In recent years, researchers interested in the mechanisms of regeneration have explored the changing landscape of signals in the blood, both in the short term following injury and over the long term during the aging process. A number of interesting findings have emerged, especially in the course of parabiosis studies in which the circulatory systems of old and young individuals are joined. The field is still evolving fairly rapidly, and some results from just a few years ago now look more uncertain in the face of later evidence. Nonetheless, new mechanisms and areas of focus continue to emerge, such as that described in the open access paper I'll note today. The researchers involved have identified hepatocyte growth factor activator (HGFA) as a key signal in the regenerative process, and a possible path to enhance regeneration in mammals.
As we all know only too well, regeneration falters with advancing age. Our stem cells, the cell populations responsible for turning out new cells to replace those lost to injury or required to rebuild damaged structures, decline over the course of aging. In older individuals, stem cells are ever less active, spending more time quiescent, or the population size is reduced. This may be in part a fairly direct result of the molecular damage that causes aging, but in the most studied stem cell populations, such as those in muscle tissue, it appears that aged stem cells are still quite capable if give the right signals. In older tissues those signals are not present to the necessary degree, or are overridden by other signals that are a reaction to damage in the surrounding environment.

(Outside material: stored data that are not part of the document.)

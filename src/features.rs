//! Input feature encoding.
//!
//! Builds the model input tensor for a batch of positions. Two feature sets
//! are supported:
//!
//! - AGZ (17 planes): for each of the most recent 8 plies, {my stones,
//!   their stones}; then one plane that is all ones iff Black is to play.
//! - mlperf07 (13 planes): 4 plies of {my, their} stones, the to-play
//!   plane, three liberty-count planes {==1, ==2, >=3} and a would-capture
//!   plane marking empty legal points that would capture.
//!
//! History planes are filled most-recent-first and padded with zeros when
//! fewer plies exist. The input's dihedral symmetry is applied while
//! writing; backends undo it on the policy they return.

use crate::color::Color;
use crate::constants::NUM_POINTS;
use crate::coord::Coord;
use crate::model::{DType, FeatureDescriptor, FeatureKind, Layout, ModelInput, Tensor};
use crate::position::MoveType;

/// Encodes a whole batch into a single contiguous tensor.
pub fn encode_batch(descriptor: &FeatureDescriptor, inputs: &[ModelInput]) -> Tensor {
    let num_planes = descriptor.kind.num_planes();
    let stride = num_planes * NUM_POINTS;
    match descriptor.dtype {
        DType::U8 => {
            let mut data = vec![0u8; inputs.len() * stride];
            for (i, input) in inputs.iter().enumerate() {
                encode_input(descriptor, input, &mut data[i * stride..(i + 1) * stride]);
            }
            Tensor::U8(data)
        }
        DType::F32 => {
            let mut data = vec![0.0f32; inputs.len() * stride];
            for (i, input) in inputs.iter().enumerate() {
                encode_input(descriptor, input, &mut data[i * stride..(i + 1) * stride]);
            }
            Tensor::F32(data)
        }
    }
}

/// Encodes one input into a zeroed `num_planes * NUM_POINTS` slice.
fn encode_input<T: Copy + From<u8>>(
    descriptor: &FeatureDescriptor,
    input: &ModelInput,
    out: &mut [T],
) {
    let num_planes = descriptor.kind.num_planes();
    debug_assert_eq!(out.len(), num_planes * NUM_POINTS);
    assert!(
        !input.position_history.is_empty(),
        "inference input without a position"
    );

    let sym = input.sym;
    let layout = descriptor.layout;
    let one: T = T::from(1u8);

    // Writes `1` into (plane, point) honoring layout and input symmetry.
    let set = |plane: usize, point: usize, out: &mut [T]| {
        let t = sym.apply_coord(Coord::from_index(point)).index();
        let idx = match layout {
            Layout::Nhwc => t * num_planes + plane,
            Layout::Nchw => plane * NUM_POINTS + t,
        };
        out[idx] = one;
    };

    let position = &input.position_history[0];
    let my_color = position.to_play();
    let their_color = my_color.other();
    let history_len = descriptor.kind.position_history_len();

    // Stone history planes, most-recent-first, zero-padded.
    let n = input.position_history.len().min(history_len);
    for (j, past) in input.position_history[..n].iter().enumerate() {
        for (i, stone) in past.stones().iter().enumerate() {
            if stone.color() == my_color {
                set(2 * j, i, out);
            } else if stone.color() == their_color {
                set(2 * j + 1, i, out);
            }
        }
    }

    // To-play plane: all ones iff Black to play.
    let to_play_plane = 2 * history_len;
    if my_color == Color::Black {
        for i in 0..NUM_POINTS {
            set(to_play_plane, i, out);
        }
    }

    if descriptor.kind == FeatureKind::Mlperf07 {
        // Liberty planes for the current position.
        let libs_base = to_play_plane + 1;
        for i in 0..NUM_POINTS {
            match position.num_chain_liberties(i) {
                0 => {}
                1 => set(libs_base, i, out),
                2 => set(libs_base + 1, i, out),
                _ => set(libs_base + 2, i, out),
            }
        }

        // Would-capture plane: empty legal points whose play captures.
        let capture_plane = libs_base + 3;
        for i in 0..NUM_POINTS {
            let c = Coord::from_index(i);
            if position.legal_move(c) && position.classify_move(c) == MoveType::Capture {
                set(capture_plane, i, out);
            }
        }
    }
}

#[cfg(test)]
mod tests {
    use super::*;
    use crate::position::Position;
    use crate::symmetry::Symmetry;

    fn input_for(position: Position) -> ModelInput {
        ModelInput {
            sym: Symmetry::Identity,
            position_history: vec![position],
        }
    }

    fn agz_f32(inputs: &[ModelInput]) -> Vec<f32> {
        let descriptor = FeatureDescriptor {
            kind: FeatureKind::Agz,
            layout: Layout::Nhwc,
            dtype: DType::F32,
        };
        match encode_batch(&descriptor, inputs) {
            Tensor::F32(v) => v,
            Tensor::U8(_) => unreachable!(),
        }
    }

    #[test]
    fn test_agz_empty_board_black_to_play() {
        let features = agz_f32(&[input_for(Position::new(Color::Black))]);
        assert_eq!(features.len(), 17 * NUM_POINTS);
        // Only the to-play plane (index 16 of each point) is set.
        let expected_sum = NUM_POINTS as f32;
        assert_eq!(features.iter().sum::<f32>(), expected_sum);
        assert_eq!(features[16], 1.0);
        assert_eq!(features[0], 0.0);
    }

    #[test]
    fn test_agz_white_to_play_has_zero_to_play_plane() {
        let features = agz_f32(&[input_for(Position::new(Color::White))]);
        assert_eq!(features.iter().sum::<f32>(), 0.0);
    }

    #[test]
    fn test_history_planes_most_recent_first() {
        let mut older = Position::new(Color::Black);
        older.play_move(Coord::from_gtp("D4").unwrap(), None, None);
        // older: black D4, white to play.
        let mut newer = older.clone();
        newer.play_move(Coord::from_gtp("E5").unwrap(), None, None);
        // newer: black D4, white E5, black to play.

        let input = ModelInput {
            sym: Symmetry::Identity,
            position_history: vec![newer, older],
        };
        let features = agz_f32(&[input]);

        let d4 = Coord::from_gtp("D4").unwrap().index();
        let e5 = Coord::from_gtp("E5").unwrap().index();
        // Plane 0: my (black) stones now.
        assert_eq!(features[d4 * 17], 1.0);
        // Plane 1: their (white) stones now.
        assert_eq!(features[e5 * 17 + 1], 1.0);
        // Plane 2: my stones one ply ago; D4 was black then too.
        assert_eq!(features[d4 * 17 + 2], 1.0);
        // Plane 3: their stones one ply ago; E5 wasn't placed yet.
        assert_eq!(features[e5 * 17 + 3], 0.0);
        // Planes beyond the available history are zero padded.
        assert_eq!(features[d4 * 17 + 4], 0.0);
    }

    #[test]
    fn test_symmetry_moves_stone_plane() {
        let mut pos = Position::new(Color::White);
        let c = Coord::from_row_col(0, 1);
        pos.play_move(c, None, None);

        let input = ModelInput {
            sym: Symmetry::Rot180,
            position_history: vec![pos],
        };
        let features = agz_f32(&[input]);

        // The white stone is "their" stone (black to play now), plane 1,
        // written at the rotated coordinate.
        let t = Symmetry::Rot180.apply_coord(c).index();
        assert_eq!(features[t * 17 + 1], 1.0);
        assert_eq!(features[c.index() * 17 + 1], 0.0);
    }

    #[test]
    fn test_mlperf07_planes() {
        // One white stone in atari, black to play.
        let pos = Position::from_text_board(
            "\
            .........\n\
            .........\n\
            .........\n\
            .........\n\
            ....X....\n\
            ...XOX...\n\
            .........\n\
            .........\n\
            .........",
            Color::Black,
        );
        let descriptor = FeatureDescriptor {
            kind: FeatureKind::Mlperf07,
            layout: Layout::Nchw,
            dtype: DType::U8,
        };
        let input = input_for(pos);
        let features = match encode_batch(&descriptor, std::slice::from_ref(&input)) {
            Tensor::U8(v) => v,
            Tensor::F32(_) => unreachable!(),
        };
        assert_eq!(features.len(), 13 * NUM_POINTS);

        let e4 = Coord::from_gtp("E4").unwrap().index();
        let e3 = Coord::from_gtp("E3").unwrap().index();
        let d4 = Coord::from_gtp("D4").unwrap().index();
        // Plane 9 (libs == 1): the white E4 stone is in atari.
        assert_eq!(features[9 * NUM_POINTS + e4], 1);
        // D4 black stone has 3 liberties: plane 11.
        assert_eq!(features[11 * NUM_POINTS + d4], 1);
        // Plane 12: playing E3 captures.
        assert_eq!(features[12 * NUM_POINTS + e3], 1);
        // To-play plane is all ones (black to play).
        let to_play_sum: u32 = features[8 * NUM_POINTS..9 * NUM_POINTS]
            .iter()
            .map(|&v| v as u32)
            .sum();
        assert_eq!(to_play_sum, NUM_POINTS as u32);
    }

    #[test]
    fn test_batch_layout() {
        let inputs = vec![
            input_for(Position::new(Color::Black)),
            input_for(Position::new(Color::White)),
        ];
        let features = agz_f32(&inputs);
        assert_eq!(features.len(), 2 * 17 * NUM_POINTS);
        // First input: to-play plane set; second: all zeros.
        let first: f32 = features[..17 * NUM_POINTS].iter().sum();
        let second: f32 = features[17 * NUM_POINTS..].iter().sum();
        assert_eq!(first, NUM_POINTS as f32);
        assert_eq!(second, 0.0);
    }
}
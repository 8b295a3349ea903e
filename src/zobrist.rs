//! Zobrist hash constants.
//!
//! The tables are filled once from a fixed-seed splitmix64 stream so that
//! hashes are reproducible across runs and processes. The hash for an empty
//! point is zero, which makes the stone hash of a position exactly the XOR of
//! `move_hash` over its placed stones.

use once_cell::sync::Lazy;

use crate::color::Color;
use crate::constants::{NUM_MOVES, NUM_POINTS};
use crate::coord::Coord;

pub type Hash = u64;

struct Tables {
    black_to_play: Hash,
    opponent_passed: Hash,
    /// Indexed by `[coord][color]`. The Empty column is zero.
    move_hashes: Vec<[Hash; 3]>,
    illegal_empty_point: Vec<Hash>,
}

fn splitmix64(state: &mut u64) -> u64 {
    *state = state.wrapping_add(0x9e37_79b9_7f4a_7c15);
    let mut z = *state;
    z = (z ^ (z >> 30)).wrapping_mul(0xbf58_476d_1ce4_e5b9);
    z = (z ^ (z >> 27)).wrapping_mul(0x94d0_49bb_1331_11eb);
    z ^ (z >> 31)
}

static TABLES: Lazy<Tables> = Lazy::new(|| {
    let mut state = 0x6672_6f6d_2074_6865u64;
    let mut next = || splitmix64(&mut state);

    let black_to_play = next();
    let opponent_passed = next();
    let move_hashes = (0..NUM_MOVES)
        .map(|_| [0, next(), next()])
        .collect::<Vec<_>>();
    let illegal_empty_point = (0..NUM_POINTS).map(|_| next()).collect::<Vec<_>>();

    Tables {
        black_to_play,
        opponent_passed,
        move_hashes,
        illegal_empty_point,
    }
});

/// Hash for a stone of `color` at `c`. Zero for `Color::Empty`.
#[inline]
pub fn move_hash(c: Coord, color: Color) -> Hash {
    TABLES.move_hashes[c.index()][color as usize]
}

/// Non-zero when it's Black's turn.
#[inline]
pub fn to_play_hash(color: Color) -> Hash {
    if color == Color::Black {
        TABLES.black_to_play
    } else {
        0
    }
}

/// Hash mixed in when the previous move was a pass.
#[inline]
pub fn opponent_passed_hash() -> Hash {
    TABLES.opponent_passed
}

/// Hash for empty points that can't be played because of self-capture, ko or
/// positional superko. Contributes to inference cache keys only, never to the
/// stone hash.
#[inline]
pub fn illegal_empty_point_hash(c: Coord) -> Hash {
    TABLES.illegal_empty_point[c.index()]
}

#[cfg(test)]
mod tests {
    use super::*;

    #[test]
    fn test_empty_hash_is_zero() {
        for i in 0..NUM_POINTS {
            assert_eq!(move_hash(Coord::from_index(i), Color::Empty), 0);
        }
    }

    #[test]
    fn test_hashes_distinct() {
        let mut seen = std::collections::HashSet::new();
        for i in 0..NUM_POINTS {
            let c = Coord::from_index(i);
            assert!(seen.insert(move_hash(c, Color::Black)));
            assert!(seen.insert(move_hash(c, Color::White)));
            assert!(seen.insert(illegal_empty_point_hash(c)));
        }
        assert!(seen.insert(to_play_hash(Color::Black)));
        assert!(seen.insert(opponent_passed_hash()));
    }

    #[test]
    fn test_white_to_play_hash_is_zero() {
        assert_eq!(to_play_hash(Color::White), 0);
        assert_eq!(to_play_hash(Color::Empty), 0);
        assert_ne!(to_play_hash(Color::Black), 0);
    }
}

It is thought that the decline in stem cell activity, and consequent failure and frailty of tissues, is part of an evolved balance between death by cancer and death through lack of tissue maintenance - too much cellular activity by damaged cells will ultimately produce cancerous cells. On the other hand, the progress of the stem cell therapy industry to date suggests that the evolved balance has some room for adjustment in favor of more regeneration in the old. Further, we should expect the cancer research community to continue to make progress of its own: greater regeneration in the old can advance hand in hand with a greater ability to effectively treat cancer. Looking beyond that partnership, true rejuvenation therapies, those that repair the molecular damage that is the root cause of aging, should reactivate stem cells and restore regenerative prowess without any further downside.

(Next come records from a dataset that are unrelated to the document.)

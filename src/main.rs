//! Tengen: concurrent self-play for an AlphaZero-style Go player.
//!
//! ## Usage
//!
//! - `tengen selfplay --model <path> --num-games 16` - Play games with the
//!   built-in fake backend (real runtimes plug in as `ModelFactory`
//!   implementations)
//! - `tengen demo` - Run a short search demo

use std::sync::Arc;

use anyhow::Result;
use clap::{Args, Parser, Subcommand};

use tengen::color::Color;
use tengen::constants::{DEFAULT_KOMI, DIRICHLET_ALPHA, NUM_MOVES};
use tengen::mcts::{MctsTree, TreeOptions};
use tengen::model::FakeModelFactory;
use tengen::player::{Selfplayer, SelfplayOptions};
use tengen::position::Position;

/// Tengen: an inference-driven MCTS self-play engine for Go
#[derive(Parser)]
#[command(name = "tengen")]
#[command(author, version, about, long_about = None)]
struct Cli {
    #[command(subcommand)]
    command: Option<Commands>,
}

#[derive(Subcommand)]
enum Commands {
    /// Play self-play games concurrently, writing SGFs and training data
    Selfplay(SelfplayArgs),
    /// Run a short demo of the search
    Demo,
}

#[derive(Args)]
struct SelfplayArgs {
    /// Model path; a "%d" in the basename follows new generations
    #[arg(long)]
    model: String,

    /// Output directory for training examples ("$MODEL" is substituted)
    #[arg(long, default_value = "")]
    output_dir: String,

    /// Directory for held-out validation examples
    #[arg(long, default_value = "")]
    holdout_dir: String,

    /// Directory for SGF records
    #[arg(long, default_value = "")]
    sgf_dir: String,

    /// Total number of games to play; mutually exclusive with --run-forever
    #[arg(long, default_value_t = 0)]
    num_games: usize,

    /// Keep playing games until aborted
    #[arg(long, default_value_t = false)]
    run_forever: bool,

    /// If this file appears, the process aborts (with --run-forever)
    #[arg(long, default_value = "")]
    abort_file: String,

    /// Number of games each selfplay thread plays concurrently
    #[arg(long, default_value_t = 1)]
    parallel_games: usize,

    /// Number of threads tree search is sharded across
    #[arg(long, default_value_t = default_parallel_search())]
    parallel_search: usize,

    /// Number of model instances in the inference pool
    #[arg(long, default_value_t = 2)]
    parallel_inference: usize,

    /// Number of threads running batches of selfplay games
    #[arg(long, default_value_t = 3)]
    selfplay_threads: usize,

    /// Readouts per move
    #[arg(long, default_value_t = 104)]
    num_readouts: usize,

    /// Leaves selected per game per tick
    #[arg(long, default_value_t = 8)]
    virtual_losses: usize,

    /// Fraction of moves played with reduced readouts
    #[arg(long, default_value_t = 0.0)]
    fastplay_frequency: f32,

    /// Readouts for fast-played moves
    #[arg(long, default_value_t = 20)]
    fastplay_readouts: usize,

    /// Dirichlet noise concentration
    #[arg(long, default_value_t = DIRICHLET_ALPHA)]
    dirichlet_alpha: f32,

    /// Fraction of noise mixed into the root priors
    #[arg(long, default_value_t = 0.25)]
    noise_mix: f32,

    /// Value initialization penalty: 0 = init-to-parent, 2 = init-to-loss
    #[arg(long, default_value_t = 2.0)]
    value_init_penalty: f32,

    /// Exponent applied to visit counts during soft picks
    #[arg(long, default_value_t = 0.98)]
    policy_softmax_temp: f32,

    /// Subtract visits from non-best moves before emitting targets
    #[arg(long, default_value_t = false)]
    target_pruning: bool,

    /// Fraction of games held out for validation
    #[arg(long, default_value_t = 0.03)]
    holdout_pct: f32,

    /// Lower bound of the per-game resign threshold range
    #[arg(long, default_value_t = -1.0)]
    min_resign_threshold: f32,

    /// Upper bound of the per-game resign threshold range
    #[arg(long, default_value_t = -0.8)]
    max_resign_threshold: f32,

    /// Fraction of games played with resignation disabled
    #[arg(long, default_value_t = 0.1)]
    disable_resign_pct: f32,

    /// If false, pass is only read when there is no legal alternative
    #[arg(long, default_value_t = true, action = clap::ArgAction::Set)]
    allow_pass: bool,

    /// Opponent passes before play is restricted to non-pass-alive points
    #[arg(long, default_value_t = 4)]
    restrict_pass_alive_play_threshold: i32,

    /// Inference cache size; 0 disables the cache
    #[arg(long, default_value_t = 0)]
    cache_size_mb: usize,

    /// Number of independently locked cache shards
    #[arg(long, default_value_t = 8)]
    cache_shards: usize,

    /// Random seed controlling the moves played; 0 means time-based
    #[arg(long, default_value_t = 0)]
    seed: u64,

    /// Komi
    #[arg(long, default_value_t = DEFAULT_KOMI)]
    komi: f32,

    /// Number of threads writing outputs
    #[arg(long, default_value_t = 1)]
    output_threads: usize,

    /// Log boards and search statistics for the first game
    #[arg(long, default_value_t = true, action = clap::ArgAction::Set)]
    verbose: bool,
}

/// Tree search parallelism defaults to the core count, capped at the same
/// small fan-out the rest of the pipeline assumes.
fn default_parallel_search() -> usize {
    num_cpus::get().clamp(1, 3)
}

fn main() -> Result<()> {
    env_logger::Builder::from_env(env_logger::Env::default().default_filter_or("info")).init();

    let cli = Cli::parse();
    match cli.command {
        Some(Commands::Selfplay(args)) => run_selfplay(args),
        Some(Commands::Demo) | None => {
            run_demo();
            Ok(())
        }
    }
}

fn run_selfplay(args: SelfplayArgs) -> Result<()> {
    let options = SelfplayOptions {
        model: args.model,
        cache_size_mb: args.cache_size_mb,
        cache_shards: args.cache_shards,
        num_readouts: args.num_readouts,
        fastplay_frequency: args.fastplay_frequency,
        fastplay_readouts: args.fastplay_readouts,
        virtual_losses: args.virtual_losses,
        dirichlet_alpha: args.dirichlet_alpha,
        noise_mix: args.noise_mix,
        value_init_penalty: args.value_init_penalty,
        target_pruning: args.target_pruning,
        policy_softmax_temp: args.policy_softmax_temp,
        allow_pass: args.allow_pass,
        restrict_pass_alive_play_threshold: args.restrict_pass_alive_play_threshold,
        selfplay_threads: args.selfplay_threads,
        parallel_search: args.parallel_search,
        parallel_inference: args.parallel_inference,
        concurrent_games_per_thread: args.parallel_games,
        seed: args.seed,
        min_resign_threshold: args.min_resign_threshold,
        max_resign_threshold: args.max_resign_threshold,
        disable_resign_pct: args.disable_resign_pct,
        num_games: args.num_games,
        run_forever: args.run_forever,
        abort_file: args.abort_file,
        holdout_pct: args.holdout_pct,
        output_dir: args.output_dir,
        holdout_dir: args.holdout_dir,
        sgf_dir: args.sgf_dir,
        verbose: args.verbose,
        output_threads: args.output_threads,
        komi: args.komi,
    };

    // The built-in factory fabricates deterministic backends; linking a real
    // neural runtime means swapping in its ModelFactory here.
    let factory = Box::new(FakeModelFactory::new());
    let player = Arc::new(Selfplayer::new(options, factory)?);
    player.run(None)
}

fn run_demo() {
    println!("Tengen: MCTS self-play engine for Go\n");

    let mut tree = MctsTree::new(Position::new(Color::Black), TreeOptions::default());
    let probs = vec![1.0 / NUM_MOVES as f32; NUM_MOVES];

    println!("Running 200 readouts with uniform priors...");
    for _ in 0..200 {
        let leaf = tree.select_leaf(true);
        if tree.game_over(leaf) {
            tree.incorporate_end_game_result(leaf, -1.0);
        } else {
            tree.incorporate_results(leaf, &probs, 0.0);
        }
    }

    let best = tree.get_most_visited_move(false);
    println!("Most visited move: {}", best);
    println!("{}", tree.describe());
}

This recent study builds upon a previous finding that when one part of the body suffers an injury, adult stem cells in uninjured areas throughout the body enter a primed or "alert" state. Alert stem cells have an enhanced potential to repair tissue damage. In this new study, researchers identified a signal that alerts stem cells and showed how it could serve as a therapy to improve healing. Searching for a signal that could alert stem cells, the researchers focused their attention on the blood. They injected blood from an injured mouse into an uninjured mouse. In the uninjured mouse, this caused stem cells to adopt an alert state. The researchers identified the critical signal in blood that alerted stem cells: an enzyme called Hepatocyte Growth Factor Activator (HGFA). In normal conditions, HGFA is abundant in the blood, but inactive. Injury activates HGFA, so HGFA signaling can alert stem cells to be ready to heal.

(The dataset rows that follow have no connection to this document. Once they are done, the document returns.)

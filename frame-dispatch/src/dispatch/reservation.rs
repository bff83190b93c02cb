// SPDX-License-Identifier: MIT
//
// Author: Johannes Leupolz <dev@leupolz.eu>

use std::sync::atomic::{AtomicBool, AtomicU64, Ordering};

use crate::dispatch::queue_id::QueueId;
use crate::error::DispatchError;

static NEXT_DISPATCHER_INSTANCE: AtomicU64 = AtomicU64::new(1);

/// Distinguishes dispatcher instances so tokens cannot be redeemed elsewhere.
#[derive(Debug, Clone, Copy, PartialEq, Eq)]
pub(crate) struct DispatcherInstance(u64);

impl DispatcherInstance {
    pub(crate) fn next() -> Self {
        Self(NEXT_DISPATCHER_INSTANCE.fetch_add(1, Ordering::Relaxed))
    }
}

/// A queue id handed out before the queue's actions are known.
///
/// Obtained from [`Dispatcher::reserve`](crate::Dispatcher::reserve) and
/// redeemed exactly once with
/// [`Dispatcher::submit_reserved`](crate::Dispatcher::submit_reserved).
/// The queue is ordered by the time of that submission, not by the time of
/// reservation.
#[derive(Debug)]
pub struct ReservationToken {
    id: QueueId,
    issuer: DispatcherInstance,
    used: AtomicBool,
}

impl ReservationToken {
    pub(crate) fn new(id: QueueId, issuer: DispatcherInstance) -> Self {
        Self {
            id,
            issuer,
            used: AtomicBool::new(false),
        }
    }

    pub fn id(&self) -> QueueId {
        self.id
    }

    pub fn is_used(&self) -> bool {
        self.used.load(Ordering::Acquire)
    }

    pub(crate) fn issuer(&self) -> DispatcherInstance {
        self.issuer
    }

    pub(crate) fn mark_used(&self) -> Result<(), DispatchError> {
        if self.used.swap(true, Ordering::AcqRel) {
            return Err(DispatchError::ReservationAlreadyUsed { id: self.id });
        }
        Ok(())
    }
}
// SPDX-License-Identifier: MIT
//
// Author: Johannes Leupolz <dev@leupolz.eu>

use std::{
    fmt, io,
    sync::{Arc, Condvar, Mutex, PoisonError},
    thread::{self, JoinHandle},
    time::Duration,
};

use log::debug;

use crate::dispatch::action_queue::action;
use crate::dispatch::dispatcher::Dispatcher;
use crate::facade::async_task::AsyncTask;
use crate::signal::OneShotSignal;

#[derive(Clone, Debug, Copy, PartialOrd, Ord, PartialEq, Eq)]
pub enum FacadeState {
    Idle,
    Initialized,
    Started,
    WorkDone,
    Finished,
}

/// Lifecycle of the latest run. Runs superseded by a newer
/// `initialize_and_start` no longer update it.
#[derive(Debug)]
struct RunState {
    generation: u64,
    state: FacadeState,
}

/// Runs an [`AsyncTask`] on a background thread while its `start` and `end`
/// hooks run on the dispatcher's main context.
///
/// The background thread blocks until the main context has executed `start`,
/// so the dispatcher has to keep ticking. Only one background body runs at a
/// time per facade; a second `initialize_and_start` waits for the first.
pub struct AsyncFacade<T: AsyncTask> {
    shared: Arc<Shared<T>>,
    handles: Vec<JoinHandle<()>>,
}

struct Shared<T: AsyncTask> {
    task: T,
    dispatcher: Arc<Dispatcher>,
    signal: Arc<OneShotSignal>,
    run_guard: Mutex<()>,
    sync_state: (Mutex<RunState>, Condvar),
}

impl<T: AsyncTask> AsyncFacade<T> {
    pub fn new(dispatcher: Arc<Dispatcher>, task: T) -> Self {
        Self {
            shared: Arc::new(Shared {
                task,
                dispatcher,
                signal: Arc::new(OneShotSignal::new()),
                run_guard: Mutex::new(()),
                sync_state: (
                    Mutex::new(RunState {
                        generation: 0,
                        state: FacadeState::Idle,
                    }),
                    Condvar::new(),
                ),
            }),
            handles: Vec::new(),
        }
    }

    pub fn task(&self) -> &T {
        &self.shared.task
    }

    /// Runs `initialize` on the calling thread, then spawns the background thread.
    ///
    /// From here on [`state`](AsyncFacade::state) follows this run, even if an
    /// earlier one is still in progress.
    pub fn initialize_and_start(&mut self) -> io::Result<()> {
        self.shared.task.initialize();
        let generation = self.shared.begin_run();

        let shared = Arc::clone(&self.shared);
        let handle = thread::Builder::new()
            .name(format!("facade: {}", self.shared.task.desc()))
            .spawn(move || shared.execute(generation))?;
        self.handles.push(handle);
        Ok(())
    }

    /// State of the most recent run.
    pub fn state(&self) -> FacadeState {
        self.shared.lock_state().state
    }

    pub fn wait_for_state(&self, state: FacadeState) {
        let (_, cvar) = &self.shared.sync_state;
        let mut current_state = self.shared.lock_state();
        while current_state.state < state {
            current_state = cvar
                .wait(current_state)
                .unwrap_or_else(PoisonError::into_inner);
        }
    }

    /// Returns whether `state` was reached within `timeout`.
    pub fn wait_for_state_timeout(&self, state: FacadeState, timeout: Duration) -> bool {
        let (_, cvar) = &self.shared.sync_state;
        let current_state = self.shared.lock_state();
        let (current_state, _) = cvar
            .wait_timeout_while(current_state, timeout, |current| current.state < state)
            .unwrap_or_else(PoisonError::into_inner);
        current_state.state >= state
    }

    /// Joins every background thread spawned so far. Returns the first panic, if any.
    pub fn join(&mut self) -> thread::Result<()> {
        let mut result = Ok(());
        for handle in self.handles.drain(..) {
            let joined = handle.join();
            if result.is_ok() {
                result = joined;
            }
        }
        result
    }
}

impl<T: AsyncTask> Shared<T> {
    fn execute(self: Arc<Self>, generation: u64) {
        let _guard = self.run_guard.lock().unwrap_or_else(PoisonError::into_inner);
        let desc = self.task.desc();

        self.delegate_start();
        self.signal.wait();
        self.set_state(generation, FacadeState::Started);

        debug!("Running background work of {}", desc);
        self.task.run();
        self.set_state(generation, FacadeState::WorkDone);

        let shared = Arc::clone(&self);
        let finished = Arc::clone(&self);
        self.dispatcher.submit_one(
            move || shared.task.end(),
            move || finished.set_state(generation, FacadeState::Finished),
        );
        debug!("Handed end of {} to the dispatcher", desc);
    }

    fn delegate_start(self: &Arc<Self>) {
        if self.task.handles_start() {
            let shared = Arc::clone(self);
            self.dispatcher.submit_signalled(
                [action(move || shared.task.start())],
                Arc::clone(&self.signal),
            );
        } else {
            self.signal.set();
        }
    }

    fn begin_run(&self) -> u64 {
        let (_, cvar) = &self.sync_state;
        let mut current = self.lock_state();
        current.generation += 1;
        current.state = FacadeState::Initialized;
        cvar.notify_all();
        current.generation
    }

    fn set_state(&self, generation: u64, new_state: FacadeState) {
        let (_, cvar) = &self.sync_state;
        let mut current = self.lock_state();
        if current.generation != generation {
            debug!(
                "Run {} of {} superseded, not reporting {:?}",
                generation,
                self.task.desc(),
                new_state
            );
            return;
        }
        current.state = new_state;
        cvar.notify_all();
    }

    fn lock_state(&self) -> std::sync::MutexGuard<'_, RunState> {
        self.sync_state
            .0
            .lock()
            .unwrap_or_else(PoisonError::into_inner)
    }
}

impl<T: AsyncTask + fmt::Debug> fmt::Debug for AsyncFacade<T> {
    fn fmt(&self, f: &mut fmt::Formatter<'_>) -> fmt::Result {
        f.debug_struct("AsyncFacade")
            .field("task", &self.shared.task)
            .field("state", &self.state())
            .field("threads", &self.handles.len())
            .finish()
    }
}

Leveraging this discovery, the researchers asked the question: What happens if HGFA alerts stem cells before an injury occurs? Does this improve the repair response? They injected active HGFA into mice that received either a muscle or skin injury a couple of days later. The mice healed faster, began running on their wheels sooner and even regrew their fur better than mice that did not receive the HGFA booster. These findings indicate that HGFA can alert many different types of stem cells, rousing them from their normal resting or "quiescent" state, and preparing them to respond quickly and efficiently to injury. "This work shows that there are factors in the blood that control our ability to heal. We are looking at how HGFA might explain declines in healing, and how we can use HGFA to restore normal healing."
Tissue damage induces the activation of quiescent stem cells, initiating a cascade in which stem cells enter the cell cycle, divide, and proliferate to generate the cells required to repair or regenerate damaged tissue. Stem cell activation is a limiting step in the process of tissue repair. In many stem cell pools, the first cell division following activation is slow and can take many days to complete, whereas subsequent cell divisions are much more rapid. Defects in stem cell activation, such as a lengthening in the time of first cell division or a failure in stem cells to activate, can result in significant impairments in the healing process. Little is known about the biologic regulation of stem cell quiescence and activation. Approaches to accelerate the rate-limiting step of stem cell activation could have broad therapeutic applications in regenerative medicine.
We previously reported an acceleration of the activation properties of quiescent stem cells in response to a prior injury, distant from the tissue in which the stem cells were residing. We described this regulation as a transitioning of stem cells from the G0 to the GAlert state of quiescence, where GAlert stem cells are poised to activate quickly in response to injury and to repair tissue damage more effectively. Because of the enhanced functional properties of GAlert stem cells, there may be clinical applications for factors that induce the GAlert state. However, the endogenous signals that stimulate the G0-to-GAlert transition of stem cells in response to distant injuries have not been previously described. Here, we show that a single systemic factor, hepatocyte growth factor activator (HGFA), is sufficient to induce the transition of multiple pools of stem cells into GAlert and that administration of HGFA to animals, prior to an injury, improves the subsequent kinetics of tissue repair.